→ Task objective:
Within the listing, each line that has the string "impl" should be copied.

(Recorded data Opens)

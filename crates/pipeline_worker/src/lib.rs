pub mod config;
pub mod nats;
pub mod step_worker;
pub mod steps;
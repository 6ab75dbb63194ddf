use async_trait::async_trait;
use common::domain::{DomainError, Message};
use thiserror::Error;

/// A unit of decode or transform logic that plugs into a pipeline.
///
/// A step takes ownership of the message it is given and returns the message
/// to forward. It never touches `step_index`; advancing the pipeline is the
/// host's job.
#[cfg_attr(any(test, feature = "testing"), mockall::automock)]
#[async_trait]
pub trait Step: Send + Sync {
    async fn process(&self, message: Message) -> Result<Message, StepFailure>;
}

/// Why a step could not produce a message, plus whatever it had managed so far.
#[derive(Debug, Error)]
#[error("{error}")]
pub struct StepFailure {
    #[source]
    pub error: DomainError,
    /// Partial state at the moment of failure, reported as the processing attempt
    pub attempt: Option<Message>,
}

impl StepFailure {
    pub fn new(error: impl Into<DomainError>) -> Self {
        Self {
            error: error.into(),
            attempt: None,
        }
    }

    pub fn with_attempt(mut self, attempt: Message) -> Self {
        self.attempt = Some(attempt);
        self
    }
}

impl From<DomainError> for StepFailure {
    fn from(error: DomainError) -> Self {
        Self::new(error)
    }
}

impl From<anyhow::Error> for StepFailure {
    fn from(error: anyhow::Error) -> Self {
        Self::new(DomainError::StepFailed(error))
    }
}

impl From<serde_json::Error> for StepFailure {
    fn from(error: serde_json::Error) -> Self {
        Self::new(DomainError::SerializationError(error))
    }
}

(Recorded data Closes)
(Recorded data Opens)

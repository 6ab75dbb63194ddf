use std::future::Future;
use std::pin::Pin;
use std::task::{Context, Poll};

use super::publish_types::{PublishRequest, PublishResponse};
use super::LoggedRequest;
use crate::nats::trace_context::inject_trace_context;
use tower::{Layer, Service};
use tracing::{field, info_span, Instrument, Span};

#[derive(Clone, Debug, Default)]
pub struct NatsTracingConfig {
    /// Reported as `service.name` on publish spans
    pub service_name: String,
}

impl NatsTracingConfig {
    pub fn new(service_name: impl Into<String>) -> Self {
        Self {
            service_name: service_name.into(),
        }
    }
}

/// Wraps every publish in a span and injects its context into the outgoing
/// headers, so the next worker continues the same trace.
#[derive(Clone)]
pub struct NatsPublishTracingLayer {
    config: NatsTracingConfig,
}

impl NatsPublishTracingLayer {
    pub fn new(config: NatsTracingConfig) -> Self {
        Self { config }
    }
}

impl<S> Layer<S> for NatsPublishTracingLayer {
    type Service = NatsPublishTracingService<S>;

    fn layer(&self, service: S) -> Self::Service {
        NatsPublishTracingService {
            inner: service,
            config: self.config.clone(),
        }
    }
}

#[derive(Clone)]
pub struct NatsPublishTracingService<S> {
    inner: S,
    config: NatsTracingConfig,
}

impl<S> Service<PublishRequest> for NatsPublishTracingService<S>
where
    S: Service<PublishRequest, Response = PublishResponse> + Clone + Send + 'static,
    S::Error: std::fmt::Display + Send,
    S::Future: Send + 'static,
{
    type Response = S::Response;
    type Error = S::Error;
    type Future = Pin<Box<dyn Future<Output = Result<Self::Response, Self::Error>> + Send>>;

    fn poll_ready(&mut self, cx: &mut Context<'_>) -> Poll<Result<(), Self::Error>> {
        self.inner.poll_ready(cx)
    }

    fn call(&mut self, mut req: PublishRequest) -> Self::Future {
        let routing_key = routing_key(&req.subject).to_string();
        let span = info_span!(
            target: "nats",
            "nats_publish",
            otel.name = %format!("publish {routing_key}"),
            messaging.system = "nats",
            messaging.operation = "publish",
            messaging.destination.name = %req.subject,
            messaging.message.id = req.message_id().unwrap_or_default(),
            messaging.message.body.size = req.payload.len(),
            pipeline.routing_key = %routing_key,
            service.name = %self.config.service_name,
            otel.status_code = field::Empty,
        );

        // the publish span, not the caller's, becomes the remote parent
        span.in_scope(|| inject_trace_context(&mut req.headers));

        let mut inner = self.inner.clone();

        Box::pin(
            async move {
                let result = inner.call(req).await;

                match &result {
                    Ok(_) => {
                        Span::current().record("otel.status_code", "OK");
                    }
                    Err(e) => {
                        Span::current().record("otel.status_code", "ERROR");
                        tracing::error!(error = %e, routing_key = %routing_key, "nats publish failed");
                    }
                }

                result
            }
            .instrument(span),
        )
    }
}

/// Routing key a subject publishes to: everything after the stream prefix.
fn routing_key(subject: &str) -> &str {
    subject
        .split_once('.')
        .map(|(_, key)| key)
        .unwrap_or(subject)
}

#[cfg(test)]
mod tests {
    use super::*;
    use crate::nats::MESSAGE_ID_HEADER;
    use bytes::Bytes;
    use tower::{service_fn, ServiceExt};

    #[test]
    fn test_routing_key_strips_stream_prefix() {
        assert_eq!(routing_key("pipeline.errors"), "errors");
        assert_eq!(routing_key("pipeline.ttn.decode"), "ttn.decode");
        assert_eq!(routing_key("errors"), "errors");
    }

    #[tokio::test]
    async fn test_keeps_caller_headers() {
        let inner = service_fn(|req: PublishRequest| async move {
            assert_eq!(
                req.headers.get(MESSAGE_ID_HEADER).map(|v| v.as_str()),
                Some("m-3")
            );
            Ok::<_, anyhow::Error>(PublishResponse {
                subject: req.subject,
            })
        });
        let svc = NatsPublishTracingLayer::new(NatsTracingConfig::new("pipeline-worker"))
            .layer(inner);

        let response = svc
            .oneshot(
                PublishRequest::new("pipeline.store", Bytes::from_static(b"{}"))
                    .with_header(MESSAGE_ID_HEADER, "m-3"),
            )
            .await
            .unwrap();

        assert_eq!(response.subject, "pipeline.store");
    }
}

(Recorded data Closes)

→ Answer to this problem:
impl StepFailure {
    pub fn new(error: impl Into<DomainError>) -> Self {
impl From<DomainError> for StepFailure {
impl From<anyhow::Error> for StepFailure {
impl From<serde_json::Error> for StepFailure {
impl NatsTracingConfig {
    pub fn new(service_name: impl Into<String>) -> Self {
impl NatsPublishTracingLayer {
impl<S> Layer<S> for NatsPublishTracingLayer {
impl<S> Service<PublishRequest> for NatsPublishTracingService<S>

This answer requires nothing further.